List: The ‘fastafs list’ command gives an overview of the FASTAFS archives, their alias, number of sequences, format, compression ratio and all active mount points (Additional file 1: Fig. S1A).
View: Besides mounting, the FASTA contents can be decompressed to stdout using ‘fastafs view’, of which the padding can be set to a desired value and masking can be virtually disabled. If the archive contains only DNA sequences, the contents can also be exported to the UCSC TwoBit format (Additional file 1: Fig. S1B).
Info: The ‘fastafs info’ subcommand gives information about the file layout, sequence size, the per-sequence MD5 checksum and used compression type.
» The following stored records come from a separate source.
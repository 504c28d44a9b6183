use crate::{fsutil, Filesystem};
use normalize_path::NormalizePath;
use path_slash::PathBufExt;
use std::io;
use std::io::{ErrorKind, Read, Write};
use std::path::{Path, PathBuf};

/// The canonical path separator and root of every filesystem in this crate.
pub const SEPARATOR: &str = "/";

/// Lexically cleans `path` into an absolute slash-rooted name.
///
/// Redundant separators and `.` components are dropped, `..` components are
/// resolved; `.` and `..` that collapse past the root degenerate to `/`.
///
/// # Example
/// ```
/// use layerfs::util::normalize_path;
///
/// assert_eq!(normalize_path("///////"), "/");
/// assert_eq!(normalize_path("./test/something/../"), "/test");
/// assert_eq!(normalize_path("../test"), "/test");
/// assert_eq!(normalize_path("a/b//c"), "/a/b/c");
/// ```
pub fn normalize_path(path: &str) -> String {
    let cleaned = make_relative(path).normalize();
    let slashed = cleaned.to_slash_lossy();
    if slashed.is_empty() || slashed == "." {
        SEPARATOR.to_owned()
    } else {
        format!("/{slashed}")
    }
}

/// Returns the parent of a normalized path; the parent of `/` is `/`.
pub(crate) fn parent_path(path: &str) -> &str {
    match path.rfind('/') {
        Some(0) | None => SEPARATOR,
        Some(idx) => &path[..idx],
    }
}

/// Returns the final component of a normalized path; the base of `/` is `/`.
pub(crate) fn base_name(path: &str) -> &str {
    match path.rfind('/') {
        Some(idx) if idx + 1 < path.len() => &path[idx + 1..],
        _ => SEPARATOR,
    }
}

/// Produces every prefix of a normalized path from shallowest to deepest,
/// excluding the root and including the path itself.
///
/// # Example
/// ```
/// use layerfs::util::ancestor_chain;
///
/// itertools::assert_equal(ancestor_chain("/a/b/c"), vec!["/a", "/a/b", "/a/b/c"]);
/// itertools::assert_equal(ancestor_chain("/"), Vec::<&str>::new());
/// ```
pub fn ancestor_chain(path: &str) -> impl DoubleEndedIterator<Item = &str> {
    path.char_indices()
        .filter_map(|(idx, c)| (c == '/' && idx > 0).then(|| &path[..idx]))
        .chain((path != SEPARATOR).then_some(path))
}

/// Joins a child component onto a normalized parent path.
pub(crate) fn join_path(parent: &str, child: &str) -> String {
    if parent == SEPARATOR {
        format!("/{child}")
    } else {
        format!("{parent}/{child}")
    }
}

/// Trims the `/` and `\\` roots off of the beginning of the path, making it
/// relative.
pub(crate) fn make_relative<P: AsRef<Path>>(path: P) -> PathBuf {
    let path = path.as_ref().to_str().unwrap_or("");
    path.trim_start_matches('/').trim_start_matches('\\').into()
}

/// Builds a path-bearing error of the given kind for `op` on `path`.
pub(crate) fn path_error(kind: ErrorKind, op: &str, path: &str) -> io::Error {
    let detail = match kind {
        ErrorKind::NotFound => "no such file or directory",
        ErrorKind::AlreadyExists => "file already exists",
        ErrorKind::PermissionDenied => "permission denied",
        ErrorKind::InvalidInput => "invalid argument",
        ErrorKind::NotADirectory => "not a directory",
        ErrorKind::IsADirectory => "is a directory",
        ErrorKind::DirectoryNotEmpty => "directory not empty",
        _ => "i/o error",
    };
    io::Error::new(kind, format!("{op} {path}: {detail}"))
}

/// Returns an error indicating that `path` was not found.
pub(crate) fn not_found(op: &str, path: &str) -> io::Error {
    path_error(ErrorKind::NotFound, op, path)
}

/// Returns an error indicating that `path` already exists.
pub(crate) fn already_exists(op: &str, path: &str) -> io::Error {
    path_error(ErrorKind::AlreadyExists, op, path)
}

/// Returns an error indicating that the operation is not permitted.
pub(crate) fn permission_denied(op: &str, path: &str) -> io::Error {
    path_error(ErrorKind::PermissionDenied, op, path)
}

/// Returns an error indicating that `path` is not a directory.
pub(crate) fn not_a_directory(op: &str, path: &str) -> io::Error {
    path_error(ErrorKind::NotADirectory, op, path)
}

/// Returns an error indicating that `path` is a directory.
pub(crate) fn is_a_directory(op: &str, path: &str) -> io::Error {
    path_error(ErrorKind::IsADirectory, op, path)
}

/// Returns an error indicating that a directory still has entries.
pub(crate) fn directory_not_empty(op: &str, path: &str) -> io::Error {
    path_error(ErrorKind::DirectoryNotEmpty, op, path)
}

/// Returns an error indicating an invalid argument.
pub(crate) fn invalid_input(error: &str) -> io::Error {
    io::Error::new(ErrorKind::InvalidInput, error.to_owned())
}

/// Returns the error terminating an exhausted directory stream.
pub(crate) fn end_of_stream() -> io::Error {
    io::Error::new(ErrorKind::UnexpectedEof, "end of directory stream")
}

/// Returns an error indicating that a handle was used after being closed.
pub(crate) fn file_closed(name: &str) -> io::Error {
    io::Error::other(format!("{name}: file already closed"))
}

/// Copies the file at `path` from `src` up into `dst`.
///
/// Missing ancestor directories are created in `dst` first. The copy streams
/// the source bytes into a freshly-created destination file, verifies the
/// copied length against the source size, and carries the source modification
/// time over. On any failure the destination file is removed before the error
/// is returned.
///
/// # Arguments
/// `src`: The filesystem to copy from.
/// `dst`: The filesystem to copy into.
/// `path`: The file to copy; the same path is used on both sides.
pub fn copy_to_layer<S, D>(src: &S, dst: &D, path: &str) -> crate::Result<()>
where
    S: Filesystem + ?Sized,
    D: Filesystem + ?Sized,
{
    let mut src_file = src.open(path)?;

    let parent = parent_path(&normalize_path(path)).to_owned();
    if !fsutil::exists(dst, &parent)? {
        dst.mkdir_all(&parent, 0o777)?;
    }

    let mut dst_file = dst.create(path)?;

    let mut copied: u64 = 0;
    let mut buf = [0u8; 8192];
    loop {
        let n = match src_file.read(&mut buf) {
            Ok(0) => break,
            Ok(n) => n,
            Err(err) => {
                let _ = dst.remove(path);
                return Err(err);
            }
        };
        if let Err(err) = dst_file.write_all(&buf[..n]) {
            let _ = dst.remove(path);
            return Err(err);
        }
        copied += n as u64;
    }

    let info = match src_file.stat() {
        Ok(info) if info.size == copied => info,
        Ok(_) => {
            let _ = dst.remove(path);
            return Err(io::Error::other(format!(
                "copy {path}: short copy ({copied} bytes)"
            )));
        }
        Err(err) => {
            let _ = dst.remove(path);
            return Err(err);
        }
    };

    if let Err(err) = dst_file.close() {
        let _ = dst.remove(path);
        return Err(err);
    }

    dst.chtimes(path, info.modified, info.modified)
}

#[cfg(test)]
pub mod test {
    use super::*;
    use crate::file::FileInfo;
    use crate::{fsutil, MemFs};
    use std::collections::BTreeMap;
    use std::time::{Duration, SystemTime};

    /// Reads the directory and sorts all entries into a map.
    pub(crate) fn read_directory<F: Filesystem>(fs: &F, dir: &str) -> BTreeMap<String, FileInfo> {
        fsutil::read_dir(fs, dir)
            .unwrap()
            .into_iter()
            .map(|info| (info.name.clone(), info))
            .collect()
    }

    #[test]
    fn normalize() {
        assert_eq!(normalize_path("///////"), "/");
        assert_eq!(normalize_path("."), "/");
        assert_eq!(normalize_path(".."), "/");
        assert_eq!(normalize_path("./test/something/../"), "/test");
        assert_eq!(normalize_path("../test"), "/test");
        assert_eq!(normalize_path("a/b//c/"), "/a/b/c");
        assert_eq!(normalize_path("/already/clean"), "/already/clean");
    }

    #[test]
    fn parents_and_bases() {
        assert_eq!(parent_path("/a/b/c"), "/a/b");
        assert_eq!(parent_path("/a"), "/");
        assert_eq!(parent_path("/"), "/");
        assert_eq!(base_name("/a/b/c"), "c");
        assert_eq!(base_name("/a"), "a");
        assert_eq!(base_name("/"), "/");
    }

    #[test]
    fn ancestors() {
        itertools::assert_equal(ancestor_chain("/a/b/c"), vec!["/a", "/a/b", "/a/b/c"]);
        itertools::assert_equal(ancestor_chain("/a"), vec!["/a"]);
        itertools::assert_equal(ancestor_chain("/"), Vec::<&str>::new());
    }

    #[test]
    fn copy_preserves_content_and_modtime() {
        let src = MemFs::new();
        let dst = MemFs::new();

        let modified = SystemTime::UNIX_EPOCH + Duration::from_secs(1_000);
        fsutil::write_file(&src, "/deep/nested/file", b"payload", 0o644).unwrap();
        src.chtimes("/deep/nested/file", modified, modified).unwrap();

        copy_to_layer(&src, &dst, "/deep/nested/file").unwrap();

        assert_eq!(fsutil::read_file(&dst, "/deep/nested/file").unwrap(), b"payload");
        let info = dst.stat("/deep/nested/file").unwrap();
        assert_eq!(info.modified, modified);
        assert!(fsutil::dir_exists(&dst, "/deep/nested").unwrap());
    }

    #[test]
    fn copy_missing_source() {
        let src = MemFs::new();
        let dst = MemFs::new();

        let err = copy_to_layer(&src, &dst, "/absent").unwrap_err();
        assert_eq!(err.kind(), ErrorKind::NotFound);
        assert!(!fsutil::exists(&dst, "/absent").unwrap());
    }

    #[test]
    fn copy_source_is_shared_not_consumed() {
        let src = MemFs::new();
        let dst = MemFs::new();
        fsutil::write_file(&src, "/f", b"stays", 0o644).unwrap();

        copy_to_layer(&src, &dst, "/f").unwrap();

        let mut handle = src.open("/f").unwrap();
        assert_eq!(handle.read_into_string().unwrap(), "stays");
    }
}
use crate::file::{FileInfo, MODE_DIR};
use crate::util::base_name;
use parking_lot::RwLock;
use std::collections::BTreeSet;
use std::time::SystemTime;

/// A single file or directory node.
///
/// The store owns every node; directories track their children by component
/// name only, so a rename never has to chase pointers back up the tree.
pub(crate) struct FileNode {
    pub(crate) inner: RwLock<NodeInner>,
}

pub(crate) struct NodeInner {
    /// The absolute normalized path of the node.
    pub name: String,
    /// Raw file content; empty and ignored for directories.
    pub content: Vec<u8>,
    /// Mode word; [`MODE_DIR`] marks directories.
    pub mode: u32,
    pub modified: SystemTime,
    /// Component names of the children, sorted. Directories only.
    pub children: BTreeSet<String>,
}

impl FileNode {
    pub(crate) fn file(name: String, mode: u32) -> Self {
        Self::with_mode(name, mode & !MODE_DIR)
    }

    pub(crate) fn directory(name: String, mode: u32) -> Self {
        Self::with_mode(name, mode | MODE_DIR)
    }

    fn with_mode(name: String, mode: u32) -> Self {
        Self {
            inner: RwLock::new(NodeInner {
                name,
                content: Vec::new(),
                mode,
                modified: SystemTime::now(),
                children: BTreeSet::new(),
            }),
        }
    }

    pub(crate) fn is_dir(&self) -> bool {
        self.inner.read().mode & MODE_DIR != 0
    }

    pub(crate) fn size(&self) -> u64 {
        self.inner.read().content.len() as u64
    }

    pub(crate) fn info(&self) -> FileInfo {
        let inner = self.inner.read();
        FileInfo {
            name: base_name(&inner.name).to_owned(),
            size: if inner.mode & MODE_DIR != 0 {
                0
            } else {
                inner.content.len() as u64
            },
            mode: inner.mode,
            modified: inner.modified,
        }
    }

    /// Writes `buf` into the content at `offset`, zero-filling any gap past
    /// the current end, and touches the modification time.
    pub(crate) fn splice(&self, offset: u64, buf: &[u8]) -> usize {
        let mut inner = self.inner.write();
        let pos = offset as usize;
        let end = pos + buf.len();
        if end > inner.content.len() {
            inner.content.resize(end, 0);
        }
        inner.content[pos..end].copy_from_slice(buf);
        inner.modified = SystemTime::now();
        buf.len()
    }

    /// Shortens or zero-extends the content to exactly `size` bytes.
    pub(crate) fn resize(&self, size: u64) {
        let mut inner = self.inner.write();
        inner.content.resize(size as usize, 0);
        inner.modified = SystemTime::now();
    }
}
This subcommand can also be used to query European Nucleotide Archive (ENA) [16] whether the existence of a sequence MD5 checksum can be verified (Additional file 1: Fig. S1C).
Check: The ‘fastafs check’ command checks the file integrity using a CRC32 checksum. Integrity of compressed sequence data blocks can be checked separately using their MD5 checksums with the ‘--md5’ argument (Additional file 1: Fig. S1D).
ps: A list of active FASTAFS mount points and their processes is provided by the ‘fastafs ps’ subcommand. The mount point has an extended file attribute (xattr) named ‘FASTAFS-file’ that returns the path to the mounted FASTAFS archive. When a FASTAFS file is mounted to multiple mount points, they are each listed as separate entry with the corresponding system process id (Additional file 1: Fig. S1E).